Problem description —
Some lines below hold "Spoken". Pick them out and copy them.

Data shown —
--------------------------------------------------

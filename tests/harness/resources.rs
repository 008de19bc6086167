// SPDX-FileCopyrightText: 2025 Hyperpolymath
// SPDX-License-Identifier: PMPL-1.0-or-later

//! Mock resources and subscribers.

use wiremock::matchers::{method, path};
use wiremock::{Mock, MockServer, Request, Respond, ResponseTemplate};

pub const LDP_INBOX: &str = "http://www.w3.org/ns/ldp#inbox";

/// Publish a resource at `resource` advertising `hub_base` as both its inbox
/// and its hub. Returns the resource URL.
pub async fn publish(server: &MockServer, resource: &str, hub_base: &str) -> String {
    let url = format!("{}{resource}", server.uri());
    let links = format!(
        r#"<{hub_base}/inbox?target={url}>; rel="{LDP_INBOX}", <{hub_base}/hub>; rel="hub", <{url}>; rel="self""#
    );
    publish_with_links(server, resource, &links).await;
    url
}

/// Publish a resource at `resource` with an arbitrary `Link` header value.
pub async fn publish_with_links(server: &MockServer, resource: &str, links: &str) -> String {
    Mock::given(method("GET"))
        .and(path(resource))
        .respond_with(
            ResponseTemplate::new(200)
                .insert_header("Link", links)
                .set_body_string("<html></html>"),
        )
        .mount(server)
        .await;
    format!("{}{resource}", server.uri())
}

/// Echoes `hub.challenge` back, like a cooperating subscriber.
pub struct EchoChallenge;

impl Respond for EchoChallenge {
    fn respond(&self, request: &Request) -> ResponseTemplate {
        let challenge = request
            .url
            .query_pairs()
            .find(|(k, _)| k == "hub.challenge")
            .map(|(_, v)| v.into_owned())
            .unwrap_or_default();
        ResponseTemplate::new(200).set_body_string(challenge)
    }
}

/// A WebSub subscriber at `/cb`. When `cooperative` is false it answers
/// verification with a fixed body instead of the challenge.
pub async fn subscriber(cooperative: bool) -> (MockServer, String) {
    let server = MockServer::start().await;

    let verification = Mock::given(method("GET")).and(path("/cb"));
    if cooperative {
        verification.respond_with(EchoChallenge).mount(&server).await;
    } else {
        verification
            .respond_with(ResponseTemplate::new(200).set_body_string("nope"))
            .mount(&server)
            .await;
    }

    Mock::given(method("POST"))
        .and(path("/cb"))
        .respond_with(ResponseTemplate::new(200))
        .mount(&server)
        .await;

    let callback = format!("{}/cb", server.uri());
    (server, callback)
}

/// Requests `server` received with the given method.
pub async fn received(server: &MockServer, verb: &str) -> Vec<Request> {
    server
        .received_requests()
        .await
        .unwrap_or_default()
        .into_iter()
        .filter(|r| r.method.as_str() == verb)
        .collect()
}
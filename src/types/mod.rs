//! Core types for the narrator

mod announcement;
mod context;
mod output;
mod puzzle;
mod reason;
mod snapshot;
mod target;

pub use announcement::{Announcement, Category, DedupScope};
pub use context::{BloodstainState, DetectiveMenuKind, OptionsCategory, SaveLoadKind, SelectionKind};
pub use output::DeliveredLine;
pub use puzzle::{PieceState, PuzzleSolution, RotationDirection, RotationHint, StepDirection};
pub use reason::UnavailableReason;
pub use snapshot::{MusicPlayerSnapshot, VasePuzzleSnapshot, VideoTapeSnapshot};
pub use target::{CursorNavigationCycle, NavigationOutcome, Placement, Target, Vec2};
//! Error types for the narrator

use thiserror::Error;

/// Result alias used across the crate
pub type Result<T> = std::result::Result<T, NarratorError>;

/// Everything that can go wrong outside the expected "not available" outcomes
#[derive(Error, Debug)]
pub enum NarratorError {
    /// The delivery sink rejected an announcement
    #[error("delivery failed: {0}")]
    Sink(String),

    /// Localization table could not be loaded
    #[error("string table error: {0}")]
    Strings(String),

    /// A replay script line was malformed
    #[error("script line {line}: {reason}")]
    Script { line: usize, reason: String },

    /// The drain task panicked or was aborted
    #[error("drain task failed: {0}")]
    Task(#[from] tokio::task::JoinError),

    #[error(transparent)]
    Io(#[from] std::io::Error),

    #[error(transparent)]
    Json(#[from] serde_json::Error),
}
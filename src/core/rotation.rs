//! Rotation puzzle solver
//!
//! Pure function of (solution, step, cursor, pieces):
//! 1. step past the end → complete
//! 2. cursor on the required piece → commit, or the shorter rotation
//! 3. otherwise → which piece to select and which way to move
//!
//! Rotation keys: R decrements the step (3→2→1→0), Q increments it (1→2→3→0).
//! Ties go to R.

use serde::Serialize;

use crate::core::strings::Localizer;
use crate::types::{
    PieceState, PuzzleSolution, RotationDirection, RotationHint, StepDirection,
    UnavailableReason, VasePuzzleSnapshot,
};
use crate::{DEGREES_PER_STEP, ROTATION_STEPS, VASE_SOLUTION_1, VASE_SOLUTION_8};

/// Solutions keyed by the number of pieces in the tray
#[derive(Debug, Clone)]
pub struct SolutionBook {
    variants: Vec<PuzzleSolution>,
    fallback: PuzzleSolution,
}

impl Default for SolutionBook {
    fn default() -> Self {
        Self::standard()
    }
}

impl SolutionBook {
    /// The two vase variants: full 8-piece vase and the single final piece
    pub fn standard() -> Self {
        let full = PuzzleSolution::new(8, VASE_SOLUTION_8);
        let mut book = Self::new(full);
        book.insert(PuzzleSolution::new(1, VASE_SOLUTION_1));
        book
    }

    /// Book whose only entry is also the fallback for unknown piece counts
    pub fn new(fallback: PuzzleSolution) -> Self {
        Self {
            variants: vec![fallback.clone()],
            fallback,
        }
    }

    /// Add or replace a variant
    pub fn insert(&mut self, solution: PuzzleSolution) {
        self.variants.retain(|s| s.piece_count != solution.piece_count);
        self.variants.push(solution);
    }

    /// Exact variant for `piece_count`, else the fallback
    pub fn for_piece_count(&self, piece_count: usize) -> &PuzzleSolution {
        self.variants
            .iter()
            .find(|s| s.piece_count == piece_count)
            .unwrap_or(&self.fallback)
    }
}

/// Compute the next-move hint from one snapshot's worth of values
pub fn solve(
    solution: &PuzzleSolution,
    puzzle_step: usize,
    cursor: usize,
    pieces: &[PieceState],
) -> RotationHint {
    if puzzle_step >= solution.len() {
        return RotationHint::Complete;
    }

    let target = solution.order[puzzle_step];
    let remaining = solution.len() - puzzle_step;

    if cursor != target {
        let direction = if target > cursor {
            StepDirection::Right
        } else {
            StepDirection::Left
        };
        return RotationHint::SelectPiece {
            remaining,
            piece: target,
            direction,
        };
    }

    let Some(piece) = pieces.iter().find(|p| p.index == target) else {
        return RotationHint::Unavailable(UnavailableReason::U002_PIECES_UNREADABLE);
    };

    let step = piece.rotation_step % ROTATION_STEPS;
    if step == 0 {
        return RotationHint::ReadyToCommit { remaining };
    }

    let clockwise = step;
    let counter_clockwise = ROTATION_STEPS - step;
    let (direction, presses) = if clockwise <= counter_clockwise {
        (RotationDirection::Clockwise, clockwise)
    } else {
        (RotationDirection::CounterClockwise, counter_clockwise)
    };

    RotationHint::Rotate {
        remaining,
        direction,
        presses,
    }
}

/// What the player has under the cursor right now
#[derive(Debug, Clone, Copy, PartialEq, Eq, Serialize)]
pub enum PieceReport {
    Piece {
        /// 1-based number as shown on screen
        display: usize,
        placed: bool,
        degrees: u32,
        remaining: usize,
    },
    Unavailable(UnavailableReason),
}

/// Reads snapshots and answers hint / state requests
#[derive(Debug, Clone, Default)]
pub struct RotationPuzzleSolver {
    book: SolutionBook,
}

impl RotationPuzzleSolver {
    pub fn new(book: SolutionBook) -> Self {
        Self { book }
    }

    pub fn book(&self) -> &SolutionBook {
        &self.book
    }

    /// Hint for the live puzzle; `None` snapshot means the minigame is not running
    pub fn hint(&self, snapshot: Option<&VasePuzzleSnapshot>) -> RotationHint {
        let Some(snapshot) = snapshot.filter(|s| s.is_active()) else {
            return RotationHint::Unavailable(UnavailableReason::U001_NOT_IN_VASE_PUZZLE);
        };
        let (Some(step), Some(cursor)) = (snapshot.puzzle_step, snapshot.cursor) else {
            return RotationHint::Unavailable(UnavailableReason::U002_PUZZLE_STATE_UNREADABLE);
        };
        let Some(pieces) = snapshot.pieces.as_deref() else {
            return RotationHint::Unavailable(UnavailableReason::U002_PIECES_UNREADABLE);
        };
        let solution = self.book.for_piece_count(pieces.len());
        solve(solution, step, cursor, pieces)
    }

    /// Piece under the cursor and how far along the puzzle is
    pub fn state(&self, snapshot: Option<&VasePuzzleSnapshot>) -> PieceReport {
        let Some(snapshot) = snapshot.filter(|s| s.is_active()) else {
            return PieceReport::Unavailable(UnavailableReason::U001_NOT_IN_VASE_PUZZLE);
        };
        let (Some(step), Some(cursor)) = (snapshot.puzzle_step, snapshot.cursor) else {
            return PieceReport::Unavailable(UnavailableReason::U002_PUZZLE_STATE_UNREADABLE);
        };
        let Some(pieces) = snapshot.pieces.as_deref() else {
            return PieceReport::Unavailable(UnavailableReason::U002_PIECES_UNREADABLE);
        };
        let Some(piece) = pieces.iter().find(|p| p.index == cursor) else {
            return PieceReport::Unavailable(UnavailableReason::U002_PIECES_UNREADABLE);
        };

        let solution = self.book.for_piece_count(pieces.len());
        PieceReport::Piece {
            display: cursor.saturating_add(1),
            placed: piece.placed,
            degrees: u32::from(piece.rotation_step % ROTATION_STEPS) * DEGREES_PER_STEP,
            remaining: solution.len().saturating_sub(step),
        }
    }
}

// =============================================================================
// RENDERING
// =============================================================================

/// Spoken form of a hint
pub fn describe_hint(hint: &RotationHint, strings: &dyn Localizer) -> String {
    let mut parts = Vec::new();
    if let Some(remaining) = hint.remaining() {
        parts.push(strings.plural("vase.pieces_remaining", remaining, &[]));
    }

    match *hint {
        RotationHint::Complete => parts.push(strings.get("vase.complete")),
        RotationHint::ReadyToCommit { .. } => {
            parts.push(strings.get("vase.correct_piece"));
            parts.push(strings.get("vase.ready"));
        }
        RotationHint::Rotate {
            direction, presses, ..
        } => {
            parts.push(strings.get("vase.correct_piece"));
            let key = match direction {
                RotationDirection::Clockwise => "vase.rotate_clockwise",
                RotationDirection::CounterClockwise => "vase.rotate_counter_clockwise",
            };
            parts.push(strings.plural(key, usize::from(presses), &[]));
        }
        RotationHint::SelectPiece {
            piece, direction, ..
        } => {
            parts.push(strings.format("vase.select_piece", &[&piece.saturating_add(1)]));
            parts.push(strings.get(match direction {
                StepDirection::Right => "vase.navigate_right",
                StepDirection::Left => "vase.navigate_left",
            }));
        }
        RotationHint::Unavailable(reason) => parts.push(strings.get(reason.message_key())),
    }

    parts.join(" ")
}

/// Spoken form of a piece report
pub fn describe_piece(report: &PieceReport, strings: &dyn Localizer) -> String {
    match *report {
        PieceReport::Piece {
            display,
            placed,
            degrees,
            remaining,
        } => {
            let piece = if placed {
                strings.format("vase.piece_placed", &[&display])
            } else {
                strings.format("vase.piece_rotated", &[&display, &degrees])
            };
            format!(
                "{} {}",
                piece,
                strings.plural("vase.pieces_remaining", remaining, &[])
            )
        }
        PieceReport::Unavailable(reason) => strings.get(reason.message_key()),
    }
}

// =============================================================================
// TESTS
// =============================================================================

#[cfg(test)]
mod tests {
    use super::*;
    use crate::core::strings::StringTable;
    use pretty_assertions::assert_eq;

    fn tray(steps: &[u8]) -> Vec<PieceState> {
        steps
            .iter()
            .enumerate()
            .map(|(i, &s)| PieceState::new(i, s))
            .collect()
    }

    fn full() -> PuzzleSolution {
        PuzzleSolution::new(8, VASE_SOLUTION_8)
    }

    #[test]
    fn test_press_count_is_minimal() {
        for step in 1..ROTATION_STEPS {
            let mut steps = [0u8; 8];
            steps[4] = step;
            let hint = solve(&full(), 0, 4, &tray(&steps));
            let RotationHint::Rotate { presses, direction, .. } = hint else {
                panic!("expected rotate hint, got {:?}", hint);
            };
            assert_eq!(presses, step.min(ROTATION_STEPS - step));
            if step <= 2 {
                assert_eq!(direction, RotationDirection::Clockwise);
            } else {
                assert_eq!(direction, RotationDirection::CounterClockwise);
            }
        }
    }

    #[test]
    fn test_half_turn_tie_goes_clockwise() {
        let mut steps = [0u8; 8];
        steps[4] = 2;
        assert_eq!(
            solve(&full(), 0, 4, &tray(&steps)),
            RotationHint::Rotate {
                remaining: 8,
                direction: RotationDirection::Clockwise,
                presses: 2
            }
        );
    }

    #[test]
    fn test_upright_piece_ready() {
        let hint = solve(&full(), 1, 3, &tray(&[0; 8]));
        assert_eq!(hint, RotationHint::ReadyToCommit { remaining: 7 });
    }

    #[test]
    fn test_wrong_piece_direction() {
        let pieces = tray(&[0; 8]);
        assert_eq!(
            solve(&full(), 0, 0, &pieces),
            RotationHint::SelectPiece {
                remaining: 8,
                piece: 4,
                direction: StepDirection::Right
            }
        );
        assert_eq!(
            solve(&full(), 0, 7, &pieces),
            RotationHint::SelectPiece {
                remaining: 8,
                piece: 4,
                direction: StepDirection::Left
            }
        );
    }

    #[test]
    fn test_complete_ignores_cursor_and_pieces() {
        assert_eq!(solve(&full(), 8, 0, &[]), RotationHint::Complete);
        assert_eq!(solve(&full(), 9, 42, &tray(&[3; 8])), RotationHint::Complete);
    }

    #[test]
    fn test_missing_target_piece_is_unavailable() {
        assert_eq!(
            solve(&full(), 0, 4, &tray(&[0; 3])),
            RotationHint::Unavailable(UnavailableReason::U002_PIECES_UNREADABLE)
        );
    }

    #[test]
    fn test_book_lookup_and_fallback() {
        let book = SolutionBook::standard();
        assert_eq!(book.for_piece_count(1).order, vec![0]);
        assert_eq!(book.for_piece_count(8).order, VASE_SOLUTION_8.to_vec());
        assert_eq!(book.for_piece_count(5).piece_count, 8);
    }

    #[test]
    fn test_describe_rotate_hint() {
        let strings = StringTable::english();
        let mut steps = [0u8; 8];
        steps[4] = 3;
        let hint = solve(&full(), 0, 4, &tray(&steps));
        assert_eq!(
            describe_hint(&hint, &strings),
            "8 pieces remaining. Correct piece selected. Press Q 1 time to rotate."
        );
    }

    #[test]
    fn test_describe_select_hint_uses_display_number() {
        let strings = StringTable::english();
        let hint = solve(&full(), 0, 0, &tray(&[0; 8]));
        assert_eq!(
            describe_hint(&hint, &strings),
            "8 pieces remaining. Select piece 5. Press Right to navigate."
        );
    }

    #[test]
    fn test_describe_last_piece_singular() {
        let strings = StringTable::english();
        let solution = PuzzleSolution::new(1, VASE_SOLUTION_1);
        let hint = solve(&solution, 0, 0, &tray(&[0]));
        assert_eq!(
            describe_hint(&hint, &strings),
            "1 piece remaining. Correct piece selected. Rotation correct. Press E to combine."
        );
    }

    #[test]
    fn test_state_report() {
        let solver = RotationPuzzleSolver::default();
        let mut pieces = tray(&[0, 0, 3, 0, 0, 0, 0, 0]);
        pieces[0].placed = true;
        let mut snapshot = VasePuzzleSnapshot {
            proc_id: 3,
            puzzle_step: Some(4),
            cursor: Some(2),
            pieces: Some(pieces),
        };
        let strings = StringTable::english();
        assert_eq!(
            describe_piece(&solver.state(Some(&snapshot)), &strings),
            "Piece 3, rotated 270 degrees. 4 pieces remaining."
        );

        snapshot.cursor = Some(0);
        assert_eq!(
            describe_piece(&solver.state(Some(&snapshot)), &strings),
            "Piece 1 (already placed). 4 pieces remaining."
        );
    }

    #[test]
    fn test_state_report_at_extreme_cursor() {
        let solver = RotationPuzzleSolver::default();
        let snapshot = VasePuzzleSnapshot {
            proc_id: 3,
            puzzle_step: Some(0),
            cursor: Some(usize::MAX),
            pieces: Some(vec![PieceState::new(usize::MAX, 1)]),
        };
        assert_eq!(
            solver.state(Some(&snapshot)),
            PieceReport::Piece {
                display: usize::MAX,
                placed: false,
                degrees: 90,
                remaining: 1,
            }
        );
    }

    #[test]
    fn test_inactive_and_unreadable_snapshots() {
        let solver = RotationPuzzleSolver::default();
        assert_eq!(
            solver.hint(None),
            RotationHint::Unavailable(UnavailableReason::U001_NOT_IN_VASE_PUZZLE)
        );
        let idle = VasePuzzleSnapshot::default();
        assert_eq!(
            solver.hint(Some(&idle)),
            RotationHint::Unavailable(UnavailableReason::U001_NOT_IN_VASE_PUZZLE)
        );
        let partial = VasePuzzleSnapshot {
            proc_id: 3,
            puzzle_step: Some(0),
            cursor: None,
            pieces: Some(tray(&[0; 8])),
        };
        assert_eq!(
            solver.hint(Some(&partial)),
            RotationHint::Unavailable(UnavailableReason::U002_PUZZLE_STATE_UNREADABLE)
        );
        let no_pieces = VasePuzzleSnapshot {
            cursor: Some(4),
            pieces: None,
            ..partial
        };
        assert_eq!(
            solver.hint(Some(&no_pieces)),
            RotationHint::Unavailable(UnavailableReason::U002_PIECES_UNREADABLE)
        );
        assert_eq!(
            solver.state(Some(&no_pieces)),
            PieceReport::Unavailable(UnavailableReason::U002_PIECES_UNREADABLE)
        );
    }
}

--------------------------------------------------

Response to the exercise —
/// Spoken form of a hint
/// Spoken form of a piece report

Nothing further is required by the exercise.